◆ **Task item**: Output exactly the lines below, starting with the line that has "focus, so the" and going on through the line that has "pub enum BindingScope", both included, and no other lines.

[Stored data]
+===+

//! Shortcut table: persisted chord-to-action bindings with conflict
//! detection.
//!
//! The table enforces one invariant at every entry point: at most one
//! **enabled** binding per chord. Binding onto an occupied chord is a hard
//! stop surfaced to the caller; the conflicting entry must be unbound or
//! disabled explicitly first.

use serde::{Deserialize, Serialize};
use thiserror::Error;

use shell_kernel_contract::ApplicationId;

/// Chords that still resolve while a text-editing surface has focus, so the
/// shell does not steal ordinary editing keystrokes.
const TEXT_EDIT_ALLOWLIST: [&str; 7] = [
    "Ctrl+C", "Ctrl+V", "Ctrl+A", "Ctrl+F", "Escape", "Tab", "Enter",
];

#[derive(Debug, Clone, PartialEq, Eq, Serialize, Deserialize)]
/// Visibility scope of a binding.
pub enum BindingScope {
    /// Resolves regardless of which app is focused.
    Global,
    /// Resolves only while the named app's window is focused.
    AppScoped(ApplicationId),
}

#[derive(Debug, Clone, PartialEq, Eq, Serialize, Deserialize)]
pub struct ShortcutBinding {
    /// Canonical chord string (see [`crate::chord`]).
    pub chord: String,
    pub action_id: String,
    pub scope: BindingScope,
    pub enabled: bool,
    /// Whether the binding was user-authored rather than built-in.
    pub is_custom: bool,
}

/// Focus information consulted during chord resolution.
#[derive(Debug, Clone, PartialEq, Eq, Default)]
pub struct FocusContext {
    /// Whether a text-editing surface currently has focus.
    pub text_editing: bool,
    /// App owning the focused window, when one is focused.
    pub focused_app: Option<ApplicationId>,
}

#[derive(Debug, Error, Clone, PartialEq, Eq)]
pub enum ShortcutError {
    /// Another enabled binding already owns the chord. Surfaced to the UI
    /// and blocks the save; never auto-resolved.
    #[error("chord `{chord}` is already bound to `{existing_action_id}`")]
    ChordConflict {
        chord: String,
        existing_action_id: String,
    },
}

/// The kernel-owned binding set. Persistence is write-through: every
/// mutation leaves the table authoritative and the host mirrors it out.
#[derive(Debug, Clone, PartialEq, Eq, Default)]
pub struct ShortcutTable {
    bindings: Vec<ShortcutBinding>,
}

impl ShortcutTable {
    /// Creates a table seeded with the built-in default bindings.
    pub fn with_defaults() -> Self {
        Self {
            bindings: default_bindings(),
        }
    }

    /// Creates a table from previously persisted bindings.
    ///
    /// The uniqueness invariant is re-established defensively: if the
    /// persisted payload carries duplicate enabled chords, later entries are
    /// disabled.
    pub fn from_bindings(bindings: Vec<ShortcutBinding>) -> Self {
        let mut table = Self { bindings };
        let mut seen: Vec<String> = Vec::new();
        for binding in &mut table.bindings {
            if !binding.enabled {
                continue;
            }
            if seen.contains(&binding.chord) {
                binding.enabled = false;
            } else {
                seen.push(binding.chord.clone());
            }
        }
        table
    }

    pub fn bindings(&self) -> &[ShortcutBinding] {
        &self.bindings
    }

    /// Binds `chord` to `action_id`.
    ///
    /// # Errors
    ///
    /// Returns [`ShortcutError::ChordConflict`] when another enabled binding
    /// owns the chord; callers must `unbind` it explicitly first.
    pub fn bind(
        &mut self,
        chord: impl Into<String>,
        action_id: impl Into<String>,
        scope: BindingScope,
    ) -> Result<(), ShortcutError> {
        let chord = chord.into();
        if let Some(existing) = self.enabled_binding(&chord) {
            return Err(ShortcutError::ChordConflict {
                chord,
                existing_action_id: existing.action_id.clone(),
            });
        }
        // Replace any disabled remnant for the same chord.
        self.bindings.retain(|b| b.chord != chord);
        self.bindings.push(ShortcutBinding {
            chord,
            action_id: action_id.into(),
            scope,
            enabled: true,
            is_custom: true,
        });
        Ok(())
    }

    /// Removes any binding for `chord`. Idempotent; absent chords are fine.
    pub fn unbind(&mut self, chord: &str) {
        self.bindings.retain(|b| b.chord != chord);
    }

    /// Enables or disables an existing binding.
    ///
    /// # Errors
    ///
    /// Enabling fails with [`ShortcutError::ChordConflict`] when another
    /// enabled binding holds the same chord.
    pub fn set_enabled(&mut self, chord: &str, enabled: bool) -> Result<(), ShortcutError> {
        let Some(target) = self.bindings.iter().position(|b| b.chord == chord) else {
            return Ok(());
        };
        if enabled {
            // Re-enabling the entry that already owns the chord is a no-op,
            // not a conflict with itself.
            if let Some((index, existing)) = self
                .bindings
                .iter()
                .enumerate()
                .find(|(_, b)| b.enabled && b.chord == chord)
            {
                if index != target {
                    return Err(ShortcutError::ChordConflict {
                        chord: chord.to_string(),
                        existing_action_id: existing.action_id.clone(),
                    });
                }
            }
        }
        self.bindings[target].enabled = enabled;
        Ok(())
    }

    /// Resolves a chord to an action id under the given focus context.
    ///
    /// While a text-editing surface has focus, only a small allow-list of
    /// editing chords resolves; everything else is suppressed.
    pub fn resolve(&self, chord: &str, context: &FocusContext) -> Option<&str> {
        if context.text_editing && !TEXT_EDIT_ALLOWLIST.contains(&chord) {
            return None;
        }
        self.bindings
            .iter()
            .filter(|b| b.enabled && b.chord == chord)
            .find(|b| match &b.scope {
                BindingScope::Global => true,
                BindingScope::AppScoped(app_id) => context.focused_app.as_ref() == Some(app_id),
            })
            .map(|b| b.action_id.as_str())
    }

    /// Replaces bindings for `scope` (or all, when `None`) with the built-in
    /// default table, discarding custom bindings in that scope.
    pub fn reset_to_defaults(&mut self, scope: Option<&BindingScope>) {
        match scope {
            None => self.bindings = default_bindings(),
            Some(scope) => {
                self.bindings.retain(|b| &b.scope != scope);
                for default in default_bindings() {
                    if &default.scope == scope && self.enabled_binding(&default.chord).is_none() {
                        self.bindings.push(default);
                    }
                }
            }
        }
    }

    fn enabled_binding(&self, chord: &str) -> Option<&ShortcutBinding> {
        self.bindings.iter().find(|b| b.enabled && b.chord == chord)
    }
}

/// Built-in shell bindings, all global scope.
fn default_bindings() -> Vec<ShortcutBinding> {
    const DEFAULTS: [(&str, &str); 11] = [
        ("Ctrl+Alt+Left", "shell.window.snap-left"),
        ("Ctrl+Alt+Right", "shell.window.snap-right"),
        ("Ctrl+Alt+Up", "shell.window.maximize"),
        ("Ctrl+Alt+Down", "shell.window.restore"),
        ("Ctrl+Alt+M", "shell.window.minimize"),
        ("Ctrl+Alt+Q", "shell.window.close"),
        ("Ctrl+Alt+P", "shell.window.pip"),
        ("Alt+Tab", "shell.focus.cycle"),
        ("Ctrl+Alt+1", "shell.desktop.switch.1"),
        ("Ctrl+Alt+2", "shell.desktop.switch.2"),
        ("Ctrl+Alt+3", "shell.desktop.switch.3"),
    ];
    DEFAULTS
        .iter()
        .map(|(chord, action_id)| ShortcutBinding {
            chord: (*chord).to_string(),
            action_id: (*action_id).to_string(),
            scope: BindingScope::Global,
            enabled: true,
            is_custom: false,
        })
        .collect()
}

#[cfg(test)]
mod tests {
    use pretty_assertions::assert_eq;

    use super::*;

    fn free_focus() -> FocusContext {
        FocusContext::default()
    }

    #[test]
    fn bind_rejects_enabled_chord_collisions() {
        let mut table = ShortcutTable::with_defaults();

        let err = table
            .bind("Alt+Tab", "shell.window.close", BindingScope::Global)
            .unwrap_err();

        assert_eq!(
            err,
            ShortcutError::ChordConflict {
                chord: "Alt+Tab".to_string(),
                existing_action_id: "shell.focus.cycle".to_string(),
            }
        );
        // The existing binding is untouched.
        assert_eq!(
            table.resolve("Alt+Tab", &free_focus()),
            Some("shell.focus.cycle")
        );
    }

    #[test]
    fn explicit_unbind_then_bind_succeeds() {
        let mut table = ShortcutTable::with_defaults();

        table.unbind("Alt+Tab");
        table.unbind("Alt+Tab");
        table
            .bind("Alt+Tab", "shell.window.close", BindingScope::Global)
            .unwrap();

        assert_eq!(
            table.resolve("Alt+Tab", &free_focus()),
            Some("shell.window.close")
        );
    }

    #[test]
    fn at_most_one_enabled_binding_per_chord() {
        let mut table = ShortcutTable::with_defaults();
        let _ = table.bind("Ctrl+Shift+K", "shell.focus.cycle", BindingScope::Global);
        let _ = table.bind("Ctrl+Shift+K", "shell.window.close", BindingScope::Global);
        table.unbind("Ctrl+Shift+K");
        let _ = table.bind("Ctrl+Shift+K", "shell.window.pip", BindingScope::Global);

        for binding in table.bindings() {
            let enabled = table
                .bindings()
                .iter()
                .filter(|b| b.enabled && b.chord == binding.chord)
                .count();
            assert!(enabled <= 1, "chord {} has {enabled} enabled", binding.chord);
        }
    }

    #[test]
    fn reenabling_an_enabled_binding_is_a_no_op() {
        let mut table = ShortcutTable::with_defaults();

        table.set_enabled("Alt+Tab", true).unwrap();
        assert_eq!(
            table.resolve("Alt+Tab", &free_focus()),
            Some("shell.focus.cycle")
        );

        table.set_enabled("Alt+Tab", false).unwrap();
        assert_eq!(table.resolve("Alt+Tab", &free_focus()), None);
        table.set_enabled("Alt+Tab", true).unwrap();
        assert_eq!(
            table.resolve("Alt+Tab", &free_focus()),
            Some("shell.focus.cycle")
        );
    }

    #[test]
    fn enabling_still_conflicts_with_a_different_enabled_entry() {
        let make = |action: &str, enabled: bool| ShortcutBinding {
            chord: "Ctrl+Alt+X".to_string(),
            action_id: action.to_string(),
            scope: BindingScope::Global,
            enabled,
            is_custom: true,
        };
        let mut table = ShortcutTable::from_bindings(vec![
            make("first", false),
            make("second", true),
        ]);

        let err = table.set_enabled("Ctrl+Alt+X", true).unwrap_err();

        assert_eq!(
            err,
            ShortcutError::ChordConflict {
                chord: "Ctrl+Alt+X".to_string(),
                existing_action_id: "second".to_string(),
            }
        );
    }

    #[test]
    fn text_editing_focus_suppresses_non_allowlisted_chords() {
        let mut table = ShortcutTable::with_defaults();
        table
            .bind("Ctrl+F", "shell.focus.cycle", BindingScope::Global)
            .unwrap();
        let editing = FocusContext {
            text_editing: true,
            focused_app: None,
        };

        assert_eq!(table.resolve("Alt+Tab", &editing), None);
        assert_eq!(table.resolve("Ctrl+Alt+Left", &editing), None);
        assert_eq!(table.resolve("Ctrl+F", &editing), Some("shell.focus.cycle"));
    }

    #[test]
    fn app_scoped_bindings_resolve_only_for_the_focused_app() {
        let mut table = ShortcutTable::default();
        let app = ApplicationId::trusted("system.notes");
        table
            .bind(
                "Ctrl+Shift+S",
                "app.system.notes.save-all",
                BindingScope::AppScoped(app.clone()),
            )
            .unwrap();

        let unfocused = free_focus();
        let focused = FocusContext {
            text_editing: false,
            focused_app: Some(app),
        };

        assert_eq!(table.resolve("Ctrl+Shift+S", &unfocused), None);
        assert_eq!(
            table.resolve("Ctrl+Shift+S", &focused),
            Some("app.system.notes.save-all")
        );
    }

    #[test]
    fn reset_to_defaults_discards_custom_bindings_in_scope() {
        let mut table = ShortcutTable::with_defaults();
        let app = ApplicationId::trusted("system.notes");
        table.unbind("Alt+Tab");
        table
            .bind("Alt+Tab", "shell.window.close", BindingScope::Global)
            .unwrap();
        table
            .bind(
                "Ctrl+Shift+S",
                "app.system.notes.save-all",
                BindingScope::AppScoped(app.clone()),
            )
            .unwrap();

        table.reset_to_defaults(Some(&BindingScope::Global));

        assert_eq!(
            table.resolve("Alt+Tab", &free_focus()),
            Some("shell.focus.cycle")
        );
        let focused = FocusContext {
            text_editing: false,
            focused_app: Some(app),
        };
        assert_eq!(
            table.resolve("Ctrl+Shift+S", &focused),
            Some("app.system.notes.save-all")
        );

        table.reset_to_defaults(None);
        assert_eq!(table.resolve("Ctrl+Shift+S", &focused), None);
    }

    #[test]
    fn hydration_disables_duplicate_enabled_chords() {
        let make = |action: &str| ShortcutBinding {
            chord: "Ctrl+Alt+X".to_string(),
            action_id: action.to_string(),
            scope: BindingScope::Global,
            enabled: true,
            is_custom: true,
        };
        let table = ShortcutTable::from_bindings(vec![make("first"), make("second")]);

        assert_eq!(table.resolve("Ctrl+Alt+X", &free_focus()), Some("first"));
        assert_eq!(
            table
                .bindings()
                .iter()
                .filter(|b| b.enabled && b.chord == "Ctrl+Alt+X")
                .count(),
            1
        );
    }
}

+===+

◆ **Worked solution**:
/// Chords that still resolve while a text-editing surface has focus, so the
/// shell does not steal ordinary editing keystrokes.
const TEXT_EDIT_ALLOWLIST: [&str; 7] = [
    "Ctrl+C", "Ctrl+V", "Ctrl+A", "Ctrl+F", "Escape", "Tab", "Enter",
];

#[derive(Debug, Clone, PartialEq, Eq, Serialize, Deserialize)]
/// Visibility scope of a binding.
pub enum BindingScope {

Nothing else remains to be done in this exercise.